Escludendo dunque il volo nel burrone delle elezioni, alla politica non rimangono che due strade. Un governo tecnico, che Berlusconi non accetterà mai, a meno che gli uomini del Polo della Nazione non gli assicurino l’impunità, oppure un rimpasto di governo, ma senza Berlusconi premier e Tremonti come uomo di garanzia – altra opzione che il Cavaliere non può accetta­re, senza la certezza dell’impunità. Ancor meno adesso che ha capito di potere anda­re avanti a governare facendo a meno dei finiani e che è riuscito a titillare il raziocinio opportunista di Casini.Esiste anche una terza strada, comoda co­moda, molto italiana, e che proprio per que­sto è la via più praticabile: un laissez faire concordato, buono per tutti, fino al 2013, quando il ‘mostro’ potrà finalmente essere spedito al Quirinale. L’approvazione della riforma universitaria firmata Gelmini (i veri committenti sono Confindustria e Vaticano) è il primo manto di questa strada, un perfet­to esempio di recita democratica. Lo spet­tacolo si è svolto come da antologia: l’Udc e l’Api si sono astenuti, Futuro e Libertà ha votato a favore e il Pd ha espresso parere contrario. Ruoli e proclami rispettati, nu­meri garantiti e facce salvate di fronte a una società civile sempre più ingenua e impo­tente.
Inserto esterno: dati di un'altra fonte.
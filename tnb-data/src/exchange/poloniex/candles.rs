use crate::table::CandleRecord;
use serde::{Deserialize, Serialize};
use serde_json::Value;

/// Column names of a Poloniex candle row, in response order.
pub const POLONIEX_CANDLE_COLUMNS: [&str; 14] = [
    "low",
    "high",
    "open",
    "close",
    "amount",
    "quantity",
    "buyTakerAmount",
    "buyTakerQuantity",
    "tradeCount",
    "ts",
    "weightedAverage",
    "interval",
    "startTime",
    "closeTime",
];

/// Query parameters for a Poloniex candles request.
#[derive(Debug, Clone, Eq, PartialEq, Serialize)]
pub struct GetPoloniexCandlesParams {
    pub interval: String,
    pub limit: u32,
    #[serde(rename = "startTime")]
    pub start_time: i64,
    #[serde(rename = "endTime")]
    pub end_time: i64,
}

/// Raw candle row returned by the Poloniex candles API.
///
/// Poloniex returns each candle as a positional array of mixed types:
/// `["45218.2", "47289.82", "46775.14", "46424.48", "1340.5", "0.0289", "0", "0", 0, 1648726287000, "46396.29", "DAY_1", 1648684800000, 1648771199999]`
///
/// Keyed objects are accepted as well and pass through unchanged.
#[derive(Debug, Clone, PartialEq, Deserialize)]
#[serde(untagged)]
pub enum PoloniexCandleRaw {
    Positional(Vec<Value>),
    Keyed(CandleRecord),
}

impl PoloniexCandleRaw {
    /// Convert into a [`CandleRecord`], naming positional cells by
    /// [`POLONIEX_CANDLE_COLUMNS`]. Surplus trailing cells are dropped.
    pub fn into_record(self) -> CandleRecord {
        match self {
            PoloniexCandleRaw::Positional(cells) => POLONIEX_CANDLE_COLUMNS
                .iter()
                .zip(cells)
                .map(|(column, cell)| ((*column).to_owned(), cell))
                .collect(),
            PoloniexCandleRaw::Keyed(record) => record,
        }
    }
}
Il tutto, proprio mentre il presidente Napolitano placava gli studenti, ricevendoli per un the con biscotti al quirinale.
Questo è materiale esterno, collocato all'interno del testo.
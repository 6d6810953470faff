use crate::{
    error::DataError,
    exchange::CandleServer,
    rest::paginator::{TimeUnit, Window},
    table::CandleRecord,
};
use tnb_instrument::exchange::ExchangeId;

/// Poloniex candles request parameters, raw row DTO and column set.
pub mod candles;

/// Retired Poloniex `public?command=returnChartData` API descriptor.
pub mod legacy;

/// [`Poloniex`](PoloniexServer) REST base url.
///
/// See docs: <https://docs.poloniex.com/#public-endpoints-market-data-candles>
pub const REST_BASE_URL_POLONIEX: &str = "https://api.poloniex.com";

/// Convert a candle width in seconds to the Poloniex interval name.
///
/// Poloniex supports: MINUTE_1, MINUTE_5, MINUTE_10, MINUTE_15, MINUTE_30, HOUR_1, HOUR_2,
/// HOUR_4, HOUR_6, HOUR_12, DAY_1, DAY_3, WEEK_1 and MONTH_1.
pub fn poloniex_interval(resolution: u32) -> Result<&'static str, DataError> {
    match resolution {
        60 => Ok("MINUTE_1"),
        300 => Ok("MINUTE_5"),
        600 => Ok("MINUTE_10"),
        900 => Ok("MINUTE_15"),
        1_800 => Ok("MINUTE_30"),
        3_600 => Ok("HOUR_1"),
        7_200 => Ok("HOUR_2"),
        14_400 => Ok("HOUR_4"),
        21_600 => Ok("HOUR_6"),
        43_200 => Ok("HOUR_12"),
        86_400 => Ok("DAY_1"),
        259_200 => Ok("DAY_3"),
        604_800 => Ok("WEEK_1"),
        2_592_000 => Ok("MONTH_1"),
        _ => Err(DataError::UnsupportedResolution {
            exchange: ExchangeId::Poloniex.to_string(),
            resolution,
        }),
    }
}

/// Poloniex `markets/{symbol}/candles` [`CandleServer`].
///
/// Window boundaries are unix milliseconds and the response is a bare array of positional rows.
#[derive(Copy, Clone, Eq, PartialEq, Ord, PartialOrd, Hash, Debug, Default)]
pub struct PoloniexServer;

impl CandleServer for PoloniexServer {
    const ID: ExchangeId = ExchangeId::Poloniex;
    const TIME_UNIT: TimeUnit = TimeUnit::Milliseconds;

    type Params = candles::GetPoloniexCandlesParams;
    type Response = Vec<candles::PoloniexCandleRaw>;

    fn rest_base_url() -> &'static str {
        REST_BASE_URL_POLONIEX
    }

    fn candles_path(market: &str) -> String {
        format!("/markets/{market}/candles")
    }

    fn params(
        _: &str,
        window: Window,
        resolution: u32,
        page_size: u32,
    ) -> Result<Self::Params, DataError> {
        Ok(candles::GetPoloniexCandlesParams {
            interval: poloniex_interval(resolution)?.to_string(),
            limit: page_size,
            start_time: window.start,
            end_time: window.end,
        })
    }

    fn records(response: Self::Response) -> Vec<CandleRecord> {
        response
            .into_iter()
            .map(candles::PoloniexCandleRaw::into_record)
            .collect()
    }

    fn columns() -> Option<&'static [&'static str]> {
        let columns: &'static [&'static str] = &candles::POLONIEX_CANDLE_COLUMNS;
        Some(columns)
    }
}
Questi giochini potrebbero proseguire fino al 2013, allorquando l’unipolarismo sarà maturo per diventare un dato di fatto; e allora, salvo sorprese, scenderà la bonac­cia. Tremonti, a quel punto, potrebbe se­dersi sulla poltrona ancora calda di Berlu­sconi. Questo aprirà le porte a un’ampia coalizione di centro-destra, senza litigi né intoppi nel rispetto delle reciproche diffe­renze ideologiche, a cui, in un modo o nel­l’altro, finirà per affiancarsi la Lega nord. Tanto il federalismo ormai piace a tutti e quel che conta è il Dna comune: l’accor­do sul neoliberismo. Sarà governabilità.All’interno di questo contesto sciasciano, al Pd non rimarrà che un ruo­lo da comprimario. Allearsi con Fini, in termini di voti sarebbe un favore a Ven­dola, quindi non gli resterà altro da fare che portare avanti il compito svolto ne­gli ultimi anni: contribuire a mantene­re credibilmente in piedi il bipolarismo. Con un Parlamento nelle mani della de­stra e un mercato squisitamente selvag­gio, saranno inevitabili le tensioni so­ciali, e qualcuno dovrà pur provvedere a tranquillizzare la piazza. Come in un gio­co di ruolo, il Pd, insieme a Sinistra e Liber­tà, avrà convenienza a continuare a fingere un’opposizione, accontentando così sia il vero Potere che il proprio elettorato, fe­lice di avere ancora qualcuno da votare. In questo modo sarà garantita una sopravvi­venza ‘dignitosa’ anche ai dirigenti, quelli vecchi e i giovani rampanti. Niente di male, tutto sommato. Da che mondo è mondo, i Parlamenti funzionano così.